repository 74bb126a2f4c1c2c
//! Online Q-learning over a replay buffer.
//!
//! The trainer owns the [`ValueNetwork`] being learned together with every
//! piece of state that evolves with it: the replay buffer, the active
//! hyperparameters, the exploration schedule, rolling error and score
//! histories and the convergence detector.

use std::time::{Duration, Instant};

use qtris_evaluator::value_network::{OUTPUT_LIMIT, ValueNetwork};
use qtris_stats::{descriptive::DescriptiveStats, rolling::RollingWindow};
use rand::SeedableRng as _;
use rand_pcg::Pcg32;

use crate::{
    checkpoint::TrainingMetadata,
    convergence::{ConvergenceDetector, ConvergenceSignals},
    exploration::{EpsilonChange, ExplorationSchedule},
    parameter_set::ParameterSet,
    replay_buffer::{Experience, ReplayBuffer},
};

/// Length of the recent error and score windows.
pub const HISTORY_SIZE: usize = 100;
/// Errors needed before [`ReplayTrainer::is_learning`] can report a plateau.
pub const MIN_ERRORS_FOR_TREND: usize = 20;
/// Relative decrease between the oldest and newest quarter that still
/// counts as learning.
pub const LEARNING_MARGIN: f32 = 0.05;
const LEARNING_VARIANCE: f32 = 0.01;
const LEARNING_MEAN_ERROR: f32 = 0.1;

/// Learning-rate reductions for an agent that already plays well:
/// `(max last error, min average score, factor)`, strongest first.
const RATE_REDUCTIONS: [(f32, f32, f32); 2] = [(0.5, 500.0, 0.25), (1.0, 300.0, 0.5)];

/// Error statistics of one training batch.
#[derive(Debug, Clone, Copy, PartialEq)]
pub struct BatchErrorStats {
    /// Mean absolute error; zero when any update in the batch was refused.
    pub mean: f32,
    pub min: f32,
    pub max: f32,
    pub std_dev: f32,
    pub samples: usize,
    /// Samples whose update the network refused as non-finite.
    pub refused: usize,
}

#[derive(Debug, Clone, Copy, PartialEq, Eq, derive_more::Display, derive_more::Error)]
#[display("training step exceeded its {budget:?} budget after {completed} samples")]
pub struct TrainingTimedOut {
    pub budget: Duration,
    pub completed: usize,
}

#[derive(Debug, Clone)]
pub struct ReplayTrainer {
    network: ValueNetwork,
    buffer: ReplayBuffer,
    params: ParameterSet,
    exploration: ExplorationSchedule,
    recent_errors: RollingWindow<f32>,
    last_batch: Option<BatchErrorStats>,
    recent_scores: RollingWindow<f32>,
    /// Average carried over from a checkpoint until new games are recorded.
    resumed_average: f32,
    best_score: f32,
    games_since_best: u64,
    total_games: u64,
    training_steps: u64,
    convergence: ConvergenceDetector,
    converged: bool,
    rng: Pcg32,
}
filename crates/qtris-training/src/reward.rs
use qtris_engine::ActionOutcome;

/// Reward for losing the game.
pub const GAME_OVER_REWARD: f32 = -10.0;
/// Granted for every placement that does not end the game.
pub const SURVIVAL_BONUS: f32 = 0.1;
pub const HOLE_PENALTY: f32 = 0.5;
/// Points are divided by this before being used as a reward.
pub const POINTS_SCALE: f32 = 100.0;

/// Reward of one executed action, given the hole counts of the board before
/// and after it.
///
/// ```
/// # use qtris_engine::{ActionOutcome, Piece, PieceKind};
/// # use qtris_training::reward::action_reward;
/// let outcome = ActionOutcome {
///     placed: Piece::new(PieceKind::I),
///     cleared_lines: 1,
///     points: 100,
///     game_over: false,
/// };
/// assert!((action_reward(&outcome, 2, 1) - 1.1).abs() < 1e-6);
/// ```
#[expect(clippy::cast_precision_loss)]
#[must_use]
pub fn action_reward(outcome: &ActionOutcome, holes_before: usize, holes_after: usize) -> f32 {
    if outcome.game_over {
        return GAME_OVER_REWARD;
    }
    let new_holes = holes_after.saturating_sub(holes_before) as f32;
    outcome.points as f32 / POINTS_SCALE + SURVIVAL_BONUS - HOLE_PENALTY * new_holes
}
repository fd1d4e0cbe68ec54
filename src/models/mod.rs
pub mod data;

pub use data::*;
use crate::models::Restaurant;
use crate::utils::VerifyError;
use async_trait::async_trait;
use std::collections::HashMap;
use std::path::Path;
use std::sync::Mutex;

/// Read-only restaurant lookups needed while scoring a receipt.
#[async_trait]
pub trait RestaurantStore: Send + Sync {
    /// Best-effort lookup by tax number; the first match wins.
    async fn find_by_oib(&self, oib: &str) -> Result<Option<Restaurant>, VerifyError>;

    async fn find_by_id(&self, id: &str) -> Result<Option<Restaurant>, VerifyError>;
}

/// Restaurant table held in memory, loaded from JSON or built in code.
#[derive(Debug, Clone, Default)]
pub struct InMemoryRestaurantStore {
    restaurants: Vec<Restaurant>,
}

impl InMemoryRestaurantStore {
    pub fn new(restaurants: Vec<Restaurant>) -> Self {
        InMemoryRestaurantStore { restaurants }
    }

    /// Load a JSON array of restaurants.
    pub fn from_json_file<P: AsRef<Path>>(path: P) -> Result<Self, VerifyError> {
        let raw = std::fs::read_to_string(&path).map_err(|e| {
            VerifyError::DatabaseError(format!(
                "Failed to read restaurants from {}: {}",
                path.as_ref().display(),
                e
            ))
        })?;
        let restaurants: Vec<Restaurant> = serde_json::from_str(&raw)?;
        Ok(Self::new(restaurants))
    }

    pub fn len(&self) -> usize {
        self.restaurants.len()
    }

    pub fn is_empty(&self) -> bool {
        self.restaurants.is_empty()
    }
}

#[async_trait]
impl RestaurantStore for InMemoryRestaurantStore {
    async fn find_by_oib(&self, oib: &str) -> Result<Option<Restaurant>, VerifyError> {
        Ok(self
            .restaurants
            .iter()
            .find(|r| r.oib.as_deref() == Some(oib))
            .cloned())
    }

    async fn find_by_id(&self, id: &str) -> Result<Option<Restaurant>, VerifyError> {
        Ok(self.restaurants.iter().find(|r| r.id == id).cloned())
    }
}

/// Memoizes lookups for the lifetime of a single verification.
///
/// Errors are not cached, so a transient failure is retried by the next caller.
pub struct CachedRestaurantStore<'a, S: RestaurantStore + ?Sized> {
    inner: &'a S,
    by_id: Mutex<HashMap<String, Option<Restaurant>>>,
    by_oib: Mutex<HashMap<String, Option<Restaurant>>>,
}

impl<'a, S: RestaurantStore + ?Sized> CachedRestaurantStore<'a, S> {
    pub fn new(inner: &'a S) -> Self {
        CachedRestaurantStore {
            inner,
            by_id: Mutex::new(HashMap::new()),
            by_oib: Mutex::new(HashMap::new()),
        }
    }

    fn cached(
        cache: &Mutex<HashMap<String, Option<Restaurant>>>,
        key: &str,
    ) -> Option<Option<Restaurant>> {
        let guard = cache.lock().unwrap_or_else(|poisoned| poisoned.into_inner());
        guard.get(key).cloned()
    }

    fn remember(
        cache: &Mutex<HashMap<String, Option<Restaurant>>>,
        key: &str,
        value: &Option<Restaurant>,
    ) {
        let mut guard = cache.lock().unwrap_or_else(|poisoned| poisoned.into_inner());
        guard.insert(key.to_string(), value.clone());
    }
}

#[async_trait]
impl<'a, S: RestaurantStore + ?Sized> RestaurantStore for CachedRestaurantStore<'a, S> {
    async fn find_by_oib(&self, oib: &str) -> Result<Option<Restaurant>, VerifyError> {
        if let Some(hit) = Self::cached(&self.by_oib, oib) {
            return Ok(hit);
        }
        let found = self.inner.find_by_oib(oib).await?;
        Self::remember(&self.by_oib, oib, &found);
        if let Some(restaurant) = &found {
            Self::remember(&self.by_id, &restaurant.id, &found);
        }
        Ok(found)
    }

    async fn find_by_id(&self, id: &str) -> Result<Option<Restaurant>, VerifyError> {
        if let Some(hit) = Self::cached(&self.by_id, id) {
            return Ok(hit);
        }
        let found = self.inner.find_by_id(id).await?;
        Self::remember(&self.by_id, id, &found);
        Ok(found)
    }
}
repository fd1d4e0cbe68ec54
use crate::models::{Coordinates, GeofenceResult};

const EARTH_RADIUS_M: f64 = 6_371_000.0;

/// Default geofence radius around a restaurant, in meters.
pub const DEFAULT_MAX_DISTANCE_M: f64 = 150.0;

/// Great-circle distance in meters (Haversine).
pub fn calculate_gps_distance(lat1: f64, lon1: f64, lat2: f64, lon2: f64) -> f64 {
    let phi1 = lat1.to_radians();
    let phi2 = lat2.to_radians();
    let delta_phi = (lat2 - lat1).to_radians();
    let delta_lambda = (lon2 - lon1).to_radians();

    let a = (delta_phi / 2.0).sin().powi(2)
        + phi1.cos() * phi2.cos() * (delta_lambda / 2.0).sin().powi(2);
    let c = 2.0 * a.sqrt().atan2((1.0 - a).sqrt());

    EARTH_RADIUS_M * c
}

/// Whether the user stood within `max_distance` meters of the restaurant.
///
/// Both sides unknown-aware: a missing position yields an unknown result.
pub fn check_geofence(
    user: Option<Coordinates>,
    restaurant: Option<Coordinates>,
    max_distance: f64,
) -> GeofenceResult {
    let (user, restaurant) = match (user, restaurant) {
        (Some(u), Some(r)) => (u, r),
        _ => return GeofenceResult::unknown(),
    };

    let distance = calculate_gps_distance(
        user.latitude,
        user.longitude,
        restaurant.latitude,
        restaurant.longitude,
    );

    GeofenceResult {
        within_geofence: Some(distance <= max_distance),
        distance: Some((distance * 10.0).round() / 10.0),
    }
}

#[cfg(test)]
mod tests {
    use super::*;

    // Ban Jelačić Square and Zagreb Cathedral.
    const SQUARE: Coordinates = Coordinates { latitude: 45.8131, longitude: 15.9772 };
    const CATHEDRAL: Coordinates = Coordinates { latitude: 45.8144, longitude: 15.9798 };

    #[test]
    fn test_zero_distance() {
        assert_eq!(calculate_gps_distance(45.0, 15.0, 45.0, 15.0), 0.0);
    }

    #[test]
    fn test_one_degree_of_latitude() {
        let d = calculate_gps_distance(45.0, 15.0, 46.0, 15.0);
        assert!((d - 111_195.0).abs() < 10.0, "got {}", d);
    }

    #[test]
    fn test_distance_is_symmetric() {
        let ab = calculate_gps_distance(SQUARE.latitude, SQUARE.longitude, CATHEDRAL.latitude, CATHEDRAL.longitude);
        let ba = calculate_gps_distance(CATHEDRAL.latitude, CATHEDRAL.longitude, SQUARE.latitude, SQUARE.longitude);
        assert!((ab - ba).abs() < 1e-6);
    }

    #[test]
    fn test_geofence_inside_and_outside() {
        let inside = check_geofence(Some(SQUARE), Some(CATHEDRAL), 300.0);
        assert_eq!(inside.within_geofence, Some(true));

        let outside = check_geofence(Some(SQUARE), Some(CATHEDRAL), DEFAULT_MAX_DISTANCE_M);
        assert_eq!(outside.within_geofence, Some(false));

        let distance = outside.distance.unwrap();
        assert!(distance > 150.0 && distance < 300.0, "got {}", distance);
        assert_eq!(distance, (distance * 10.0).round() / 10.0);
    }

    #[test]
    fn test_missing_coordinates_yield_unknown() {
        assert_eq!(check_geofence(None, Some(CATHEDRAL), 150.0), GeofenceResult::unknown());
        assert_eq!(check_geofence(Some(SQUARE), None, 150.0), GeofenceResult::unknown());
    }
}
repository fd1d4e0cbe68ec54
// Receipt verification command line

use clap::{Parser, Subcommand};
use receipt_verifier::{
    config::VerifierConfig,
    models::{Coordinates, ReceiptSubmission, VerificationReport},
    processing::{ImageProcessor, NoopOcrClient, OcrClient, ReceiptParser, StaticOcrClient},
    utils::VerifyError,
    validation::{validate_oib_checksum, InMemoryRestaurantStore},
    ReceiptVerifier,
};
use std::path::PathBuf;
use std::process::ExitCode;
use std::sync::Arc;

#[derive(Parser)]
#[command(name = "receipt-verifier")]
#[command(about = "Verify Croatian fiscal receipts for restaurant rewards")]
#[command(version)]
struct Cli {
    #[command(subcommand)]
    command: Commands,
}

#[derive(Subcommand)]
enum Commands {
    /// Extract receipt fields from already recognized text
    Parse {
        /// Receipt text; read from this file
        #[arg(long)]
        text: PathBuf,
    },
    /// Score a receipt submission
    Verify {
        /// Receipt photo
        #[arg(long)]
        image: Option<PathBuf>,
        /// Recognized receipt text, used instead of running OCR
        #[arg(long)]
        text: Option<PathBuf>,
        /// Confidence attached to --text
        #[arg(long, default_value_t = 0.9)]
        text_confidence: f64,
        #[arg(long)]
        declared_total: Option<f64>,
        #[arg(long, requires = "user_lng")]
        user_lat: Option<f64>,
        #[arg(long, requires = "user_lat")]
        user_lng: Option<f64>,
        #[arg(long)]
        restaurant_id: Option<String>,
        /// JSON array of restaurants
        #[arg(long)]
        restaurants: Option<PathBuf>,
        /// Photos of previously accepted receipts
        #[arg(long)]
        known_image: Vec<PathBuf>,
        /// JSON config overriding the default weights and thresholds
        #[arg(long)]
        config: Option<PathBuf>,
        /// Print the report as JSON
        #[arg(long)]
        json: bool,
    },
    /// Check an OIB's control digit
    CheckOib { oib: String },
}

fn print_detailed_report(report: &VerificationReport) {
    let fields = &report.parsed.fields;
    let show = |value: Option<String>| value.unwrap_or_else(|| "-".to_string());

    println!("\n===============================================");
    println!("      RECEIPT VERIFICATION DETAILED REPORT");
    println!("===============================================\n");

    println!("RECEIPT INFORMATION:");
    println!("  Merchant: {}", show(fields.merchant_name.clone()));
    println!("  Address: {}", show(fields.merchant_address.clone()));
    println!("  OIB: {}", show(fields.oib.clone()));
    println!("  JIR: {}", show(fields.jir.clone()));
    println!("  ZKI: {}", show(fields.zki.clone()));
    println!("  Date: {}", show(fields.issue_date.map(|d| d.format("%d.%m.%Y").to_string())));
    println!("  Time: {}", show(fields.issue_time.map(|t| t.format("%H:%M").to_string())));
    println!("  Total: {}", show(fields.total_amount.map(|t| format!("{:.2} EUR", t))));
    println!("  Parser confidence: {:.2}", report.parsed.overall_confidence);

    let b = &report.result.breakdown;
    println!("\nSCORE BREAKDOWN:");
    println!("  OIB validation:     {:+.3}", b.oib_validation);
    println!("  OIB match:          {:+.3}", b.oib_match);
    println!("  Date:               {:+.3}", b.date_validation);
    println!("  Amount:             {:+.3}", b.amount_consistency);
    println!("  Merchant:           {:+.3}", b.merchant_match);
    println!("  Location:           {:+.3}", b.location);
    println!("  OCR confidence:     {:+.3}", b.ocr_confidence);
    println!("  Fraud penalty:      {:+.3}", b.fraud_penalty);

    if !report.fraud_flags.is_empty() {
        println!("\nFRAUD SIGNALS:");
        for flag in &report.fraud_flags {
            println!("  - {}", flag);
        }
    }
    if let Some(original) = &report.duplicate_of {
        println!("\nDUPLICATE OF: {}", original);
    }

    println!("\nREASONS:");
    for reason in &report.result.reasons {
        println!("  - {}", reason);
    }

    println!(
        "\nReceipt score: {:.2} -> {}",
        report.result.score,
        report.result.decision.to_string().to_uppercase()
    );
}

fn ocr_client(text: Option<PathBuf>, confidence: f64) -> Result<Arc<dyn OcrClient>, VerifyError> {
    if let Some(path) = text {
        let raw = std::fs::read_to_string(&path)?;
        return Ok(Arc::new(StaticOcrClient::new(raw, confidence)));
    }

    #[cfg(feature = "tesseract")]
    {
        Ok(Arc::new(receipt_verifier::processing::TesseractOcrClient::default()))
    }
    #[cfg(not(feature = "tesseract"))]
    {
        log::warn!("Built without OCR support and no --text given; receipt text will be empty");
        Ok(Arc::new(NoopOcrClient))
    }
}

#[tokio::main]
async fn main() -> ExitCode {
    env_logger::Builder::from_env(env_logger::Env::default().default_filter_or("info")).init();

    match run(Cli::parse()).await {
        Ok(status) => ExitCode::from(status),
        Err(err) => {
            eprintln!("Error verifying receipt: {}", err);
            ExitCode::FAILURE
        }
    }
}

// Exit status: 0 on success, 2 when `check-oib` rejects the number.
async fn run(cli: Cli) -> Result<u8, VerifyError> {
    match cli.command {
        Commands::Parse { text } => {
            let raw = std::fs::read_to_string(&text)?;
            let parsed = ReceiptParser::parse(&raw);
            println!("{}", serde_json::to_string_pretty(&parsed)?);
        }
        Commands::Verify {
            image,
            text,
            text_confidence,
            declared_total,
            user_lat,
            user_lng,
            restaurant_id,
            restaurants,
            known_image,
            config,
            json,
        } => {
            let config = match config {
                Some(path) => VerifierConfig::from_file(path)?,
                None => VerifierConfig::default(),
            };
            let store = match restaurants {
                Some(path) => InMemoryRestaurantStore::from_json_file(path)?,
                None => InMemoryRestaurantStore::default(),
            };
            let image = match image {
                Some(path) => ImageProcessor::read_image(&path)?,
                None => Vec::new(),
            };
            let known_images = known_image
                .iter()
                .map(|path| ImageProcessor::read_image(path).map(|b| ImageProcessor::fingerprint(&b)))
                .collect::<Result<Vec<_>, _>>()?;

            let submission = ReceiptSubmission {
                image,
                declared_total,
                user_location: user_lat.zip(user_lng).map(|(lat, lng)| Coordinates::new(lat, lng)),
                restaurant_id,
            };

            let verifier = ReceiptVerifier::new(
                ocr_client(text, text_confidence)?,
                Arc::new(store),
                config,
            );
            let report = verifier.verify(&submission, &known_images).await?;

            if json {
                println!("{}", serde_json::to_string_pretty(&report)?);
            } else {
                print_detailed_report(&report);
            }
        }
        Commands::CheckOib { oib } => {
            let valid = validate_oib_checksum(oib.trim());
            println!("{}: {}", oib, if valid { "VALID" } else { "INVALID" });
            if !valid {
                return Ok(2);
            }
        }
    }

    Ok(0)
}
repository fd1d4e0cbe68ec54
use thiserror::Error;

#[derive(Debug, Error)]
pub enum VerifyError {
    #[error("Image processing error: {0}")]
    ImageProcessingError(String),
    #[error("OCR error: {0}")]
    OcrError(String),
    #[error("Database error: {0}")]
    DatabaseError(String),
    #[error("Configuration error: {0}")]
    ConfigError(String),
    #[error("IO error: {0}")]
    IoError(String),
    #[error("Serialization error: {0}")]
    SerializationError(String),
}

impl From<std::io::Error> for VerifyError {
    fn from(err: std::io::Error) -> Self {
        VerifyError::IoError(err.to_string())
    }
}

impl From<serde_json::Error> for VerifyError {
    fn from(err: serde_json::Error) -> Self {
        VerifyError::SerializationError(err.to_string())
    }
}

* _REQUIREMENT_
Your answer should consist only of the lines above between the line holding "pub use data::*;" and the line holding "pub struct InMemoryRestaurantStore", inclusive, each transcribed exactly.

* _TASK SOLUTION_
pub use data::*;
use crate::models::Restaurant;
use crate::utils::VerifyError;
use async_trait::async_trait;
use std::collections::HashMap;
use std::path::Path;
use std::sync::Mutex;

/// Read-only restaurant lookups needed while scoring a receipt.
#[async_trait]
pub trait RestaurantStore: Send + Sync {
    /// Best-effort lookup by tax number; the first match wins.
    async fn find_by_oib(&self, oib: &str) -> Result<Option<Restaurant>, VerifyError>;

    async fn find_by_id(&self, id: &str) -> Result<Option<Restaurant>, VerifyError>;
}

/// Restaurant table held in memory, loaded from JSON or built in code.
#[derive(Debug, Clone, Default)]
pub struct InMemoryRestaurantStore {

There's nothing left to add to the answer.